Fui tomar um banho e deixei o celular carregando. Depois coloquei uma calcinha e deitei na cama. Eu costumava dormir assim quando estava em casa. Gostava de ficar nua e confortável na minha cama. Fui ler um livro, tentando me livrar da doideira que foi meu dia.

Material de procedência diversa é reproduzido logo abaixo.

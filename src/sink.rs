//! The subscription engine every producer runs against.
//!
//! A [`Sink`] owns exactly one downstream observer and the set of upstream
//! subscriptions feeding it. Forwarding checks the disposed flag first and is
//! a no-op afterwards; forwarding a terminal event takes the observer out,
//! delivers outside the lock, and then cascade-disposes the upstream
//! subscriptions. The double-disposal path (the sink disposing itself after
//! a terminal while the caller disposes the returned handle) is idempotent.

use std::sync::{
  atomic::{AtomicBool, Ordering},
  Arc,
};

use crate::{
  diagnostics::Diagnostics,
  event::Event,
  observer::{BoxObserver, Observer},
  subscription::{CompositeSubscription, Subscription, SubscriptionLike},
  sync::ReentrantLock,
};

pub struct Sink<Item, Err> {
  shared: Arc<Shared<Item, Err>>,
}

struct Shared<Item, Err> {
  slot: ReentrantLock<Option<BoxObserver<Item, Err>>>,
  disposed: AtomicBool,
  upstream: CompositeSubscription,
  diagnostics: Arc<Diagnostics>,
}

impl<Item, Err> Clone for Sink<Item, Err> {
  fn clone(&self) -> Self { Self { shared: self.shared.clone() } }
}

impl<Item, Err> Sink<Item, Err> {
  pub(crate) fn new(observer: BoxObserver<Item, Err>, diagnostics: Arc<Diagnostics>) -> Self {
    diagnostics.record_sink_created();
    Self {
      shared: Arc::new(Shared {
        slot: ReentrantLock::new(Some(observer)),
        disposed: AtomicBool::new(false),
        upstream: CompositeSubscription::new(),
        diagnostics,
      }),
    }
  }

  #[inline]
  pub fn is_disposed(&self) -> bool { self.shared.disposed.load(Ordering::Acquire) }

  pub(crate) fn diagnostics(&self) -> &Arc<Diagnostics> { &self.shared.diagnostics }

  /// Tie an upstream subscription to this sink's lifetime. If the sink is
  /// already disposed the subscription is unsubscribed immediately.
  pub fn add_upstream(&self, subscription: Subscription) { self.shared.upstream.add(subscription); }

  /// Forward a value downstream. No-op once disposed; a reentrant call into
  /// an observer that is already on this thread's stack is dropped and
  /// counted as an anomaly.
  pub fn next(&self, value: Item) {
    if self.is_disposed() {
      return;
    }
    let guard = self.shared.slot.lock();
    let delivered = guard.try_with(|slot| {
      if let Some(observer) = slot.as_mut() {
        observer.next(value);
      }
    });
    if delivered.is_none() {
      self.shared.diagnostics.record_reentrancy_anomaly();
      return;
    }
    // The observer may have disposed its own subscription from inside the
    // call above; the flag is set but the slot could not be cleared while
    // borrowed. Release the observer now.
    if self.is_disposed() {
      let stale = guard.try_with(|slot| slot.take());
      drop(guard);
      drop(stale);
    }
  }

  /// Forward the failure terminal event, then dispose.
  pub fn error(&self, err: Err) { self.terminate(Some(err)); }

  /// Forward the completion terminal event, then dispose.
  pub fn complete(&self) { self.terminate(None); }

  pub fn forward(&self, event: Event<Item, Err>) {
    match event {
      Event::Next(value) => self.next(value),
      Event::Error(err) => self.error(err),
      Event::Completed => self.complete(),
    }
  }

  fn terminate(&self, err: Option<Err>) {
    let taken = {
      let guard = self.shared.slot.lock();
      guard.try_with(|slot| slot.take())
    };
    let Some(observer) = taken else {
      self.shared.diagnostics.record_reentrancy_anomaly();
      return;
    };
    let first = !self.shared.disposed.swap(true, Ordering::AcqRel);
    if first {
      // Terminal delivery happens outside any lock, so an observer that
      // synchronously resubscribes (retry) or unsubscribes re-enters
      // nothing.
      if let Some(mut observer) = observer {
        match err {
          Some(err) => observer.error(err),
          None => observer.complete(),
        }
      }
      self.shared.upstream.unsubscribe();
      self.shared.diagnostics.record_sink_disposed();
    }
  }

  fn dispose(&self) {
    let first = !self.shared.disposed.swap(true, Ordering::AcqRel);
    let taken = {
      let guard = self.shared.slot.lock();
      // May fail during an in-flight delivery on this thread; `next` clears
      // the slot right after the call returns.
      guard.try_with(|slot| slot.take())
    };
    drop(taken);
    if first {
      self.shared.upstream.unsubscribe();
      self.shared.diagnostics.record_sink_disposed();
    }
  }
}

/// A sink is itself an observer, which lets operators plug one stage's sink
/// straight into another observable (`defer`, `catch_error` fallbacks, the
/// `create` closure).
impl<Item, Err> Observer<Item, Err> for Sink<Item, Err> {
  fn next(&mut self, value: Item) { Sink::next(self, value) }

  fn error(&mut self, err: Err) { Sink::error(self, err) }

  fn complete(&mut self) { Sink::complete(self) }

  fn is_closed(&self) -> bool { self.is_disposed() }
}

impl<Item, Err> SubscriptionLike for Sink<Item, Err>
where
  Item: Send + 'static,
  Err: Send + 'static,
{
  fn unsubscribe(&self) { self.dispose(); }

  fn is_closed(&self) -> bool { self.is_disposed() }
}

Vi a claridade no visor e o toque que eu havia escolhido no celular. A primeira ligação do meu celular provisório. Sim, porque logo eu teria que devolver para Nick. Mas qual minha surpresa quando vejo o número que ele gravou: Senhor Perfeito. Era muita audácia, pensei rindo.
JULIET: Você não consegue ficar longe de mim um minuto, Nick? – perguntei ironicamente.
NICOLAS: Agora você adivinha coisas? – ele brincou.
JULIET: O que você quer?
NICOLAS: Só ouvir sua voz.
JULIET: Ouvir minha voz? Lembro quando você falou que eu era desafinada.
NICOLAS: E eu não expliquei que era só para cantar?
JULIET: Não lembro de ter dito isso não... Mas fala logo, Senhor Perfeito, o que quer?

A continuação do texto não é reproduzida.